When Minnesotans last fall rejected a proposed constitutional amendment that would have required voters to present photo identification at the polls, it represented a huge victory for liberal groups that had fought to oppose it.
On the front lines of that effort was TakeAction Minnesota, which over the last decade has become a powerful advocate for liberal causes. Since then, the group has played crucial role in several state and local campaigns, including the race for mayor in Minneapolis.
Take Action Minnesota emerged from the 2006 merger of two other groups -- Progressive Minnesota and the Minnesota Alliance for Progressive Action.
The group's supporters are "movement builders" -- ready to spring to action during petition drives and elections, said Dan McGrath, executive director of TakeAction Minnesota.
"At any given moment we're in the streets protesting something," McGrath said. "We're a people's organization. Every day we are knocking on doors, making phone calls, talking to people in the community -- people who are often low-income, people who are on the margins, people of color, the elderly, students."
McGrath said those communities set TakeAction Minnesota's agenda, which has a lot to do with improving conditions for minorities in Minnesota. With an annual budget of more than $3 million, 31 full-time employees and an email list of more than 40,000 supporters, the group can devote considerable energy to its work.
"We decided we wanted to take on the most urgent issues that the state was facing, and that's really the issues around racial disparity," McGrath said. "Whether it's in health, employment or voting, there is just a vast difference between how white people and people of color experience Minnesota."
The group also has a growing list of ballot box successes. Minneapolis City Council member Betsy Hodges - who in the 1990s began her political career working for Progressive Minnesota - had TakeAction Minnesota's support in her successful race for mayor of Minneapolis.
Take Action Minnesota also backed one of its longtime members, Dai Thao, in St. Paul, and helped elect him the first Hmong council member in the city's history.
Those victories, along with the successful push against the proposed voter ID amendment, have Republicans taking notice.
Among them is former Republican U.S. Sen. Norm Coleman, who co-founded the conservative political organizing group the American Action Network in 2010.
Coleman, who last year founded the Minnesota Action Network, makes no secret of trying to copy what TakeAction Minnesota and other liberal groups have accomplished.
“Every day we are knocking on doors, making phone calls, talking to people in the community.”Dan McGrath, TakeAction Minnesota
"We've looked at what the Democrats have done with TakeAction Minnesota saying those on the right -- conservative -- have to replicate that," Coleman said. "We have to put more into better grassroots, on the ground organizing. We have to raise the funds so that we can be as effective as the 'D's.'"
Republicans have reason to be envious of TakeAction Minnesota's organizational strength.

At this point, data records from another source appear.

//! Build a fully-initialized chain scenario from configuration
//!
//! Takes a `ScenarioConfig` (YAML-facing), validates it, and produces the
//! runtime bundle `Scenario` containing:
//! - window settings (`Viewport`)
//! - animation settings (`Animation`)
//! - the laid-out `Chain`
//! - the drawing style (`ChainStyle`)
//! - the layout seed actually used
//!
//! The scenario is inserted into Bevy as a `Resource` and consumed by the
//! animation and visualization systems

use std::time::{SystemTime, UNIX_EPOCH};

use bevy::prelude::Resource;
use rand::rngs::StdRng;
use rand::SeedableRng;

use crate::configuration::config::{ScenarioConfig, StyleConfig, WindowConfig};
use crate::simulation::chain::{Chain, RandomDirections};
use crate::simulation::error::{ChainError, ChainResult};
use crate::simulation::params::{Animation, Viewport};
use crate::simulation::render::ChainStyle;
use crate::simulation::vector::NVec2;

/// Bevy resource representing a fully-initialized chain scenario
///
/// The chain is the only part that changes after construction: the animation
/// system rotates it once per fixed frame and the viewer renders it
#[derive(Resource, Debug, Clone)]
pub struct Scenario {
    pub viewport: Viewport,
    pub animation: Animation,
    pub chain: Chain,
    pub style: ChainStyle,
    pub seed: u64,
}

impl Scenario {
    pub fn build_scenario(cfg: ScenarioConfig) -> ChainResult<Self> {
        let viewport = build_viewport(cfg.window)?;

        // Animation (runtime) from AnimationConfig
        let a_cfg = cfg.animation;
        if !a_cfg.angle_step.is_finite() {
            return Err(invalid(format!("angle_step must be finite, got {}", a_cfg.angle_step)));
        }
        let animation = Animation {
            angle_step: a_cfg.angle_step,
            dump: a_cfg.dump,
        };

        let style = build_style(cfg.style)?;

        // Chain: anchor defaults derive from the window
        let c_cfg = cfg.chain;
        let initial_radius = c_cfg.initial_radius.unwrap_or_else(|| viewport.default_radius());
        let [cx, cy] = c_cfg.initial_center.unwrap_or_else(|| viewport.center());
        let seed = c_cfg.seed.unwrap_or_else(clock_seed);

        let mut directions = RandomDirections::new(StdRng::seed_from_u64(seed));
        let chain = Chain::init(
            initial_radius,
            NVec2::new(cx, cy),
            c_cfg.length,
            c_cfg.border,
            &mut directions,
        )?;

        Ok(Self {
            viewport,
            animation,
            chain,
            style,
            seed,
        })
    }

    /// One-line description of the layout, logged when the viewer starts
    pub fn summary(&self) -> String {
        let anchor = self.chain.anchor();
        let center = anchor.center();
        format!(
            "scenario: {} circles, anchor r = {} at ({}, {}), seed = {}",
            self.chain.link_count(),
            anchor.radius(),
            center.x,
            center.y,
            self.seed
        )
    }

    /// Advance the chain by one animation frame
    pub fn step(&mut self) {
        self.chain.rotate(self.animation.angle_step);
    }
}

fn build_viewport(w_cfg: WindowConfig) -> ChainResult<Viewport> {
    if w_cfg.width == 0 || w_cfg.height == 0 {
        return Err(invalid(format!(
            "window must have a non-zero size, got {}x{}",
            w_cfg.width, w_cfg.height
        )));
    }
    if !(w_cfg.target_fps > 0.0) || !w_cfg.target_fps.is_finite() {
        return Err(invalid(format!("target_fps must be positive, got {}", w_cfg.target_fps)));
    }

    Ok(Viewport {
        width: w_cfg.width,
        height: w_cfg.height,
        title: w_cfg.title,
        background: w_cfg.background,
        target_fps: w_cfg.target_fps,
    })
}

// Fill in omitted colors from the built-in style
fn build_style(s_cfg: StyleConfig) -> ChainResult<ChainStyle> {
    let base = ChainStyle::default();
    let marker_radius = s_cfg.marker_radius.unwrap_or(base.marker_radius);
    if !(marker_radius >= 0.0) || !marker_radius.is_finite() {
        return Err(invalid(format!("marker_radius must be non-negative, got {}", marker_radius)));
    }

    Ok(ChainStyle {
        fill: s_cfg.fill.unwrap_or(base.fill),
        border: s_cfg.border.unwrap_or(base.border),
        link: s_cfg.link.unwrap_or(base.link),
        marker: s_cfg.marker.unwrap_or(base.marker),
        marker_radius,
    })
}

fn invalid(msg: String) -> ChainError {
    ChainError::InvalidConfiguration(msg)
}

/// Seed from the wall clock, used when the scenario does not pin one
pub fn clock_seed() -> u64 {
    SystemTime::now()
        .duration_since(UNIX_EPOCH)
        .map(|d| d.as_nanos() as u64)
        .unwrap_or(0)
}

But the group's success also has created an opportunity for the GOP, University of Minnesota political scientist Larry Jacobs said.
"Republicans are gleeful," Jacobs said. "They feel like the Democratic Party has been pushed too far to the left."
Coleman said when Democrats took control of the state Legislature and the governor's office last year and raised taxes by $2 billion, it opened a door. Thanks to groups like TakeAction Minnesota, the political atmosphere is ripe for center-right Republicans, he said.
"I think it's incumbent upon folks on the conservative side to understand what the left has done," Coleman said. "Spending and taxes have shot up between 8 and 9 percent while GDP shot up 3 percent. We're getting crushed by the liberal left in this state, so conservatives better do a better job than they're doing."
McGrath said TakeAction Minnesota is building on its success in convincing state Legislators to pass a law that stops companies from asking job applicants on employment forms whether they've been convicted of a crime. The group then successfully pushed the Target Corporation to make that a national policy.
These days, the group's primary focus now is getting the Legislature to increase the minimum wage, McGrath said.
"If what you want to do is make Minnesota a more equitable and prosperous place, then raising the minimum wage is absolutely a top-tier priority," he said.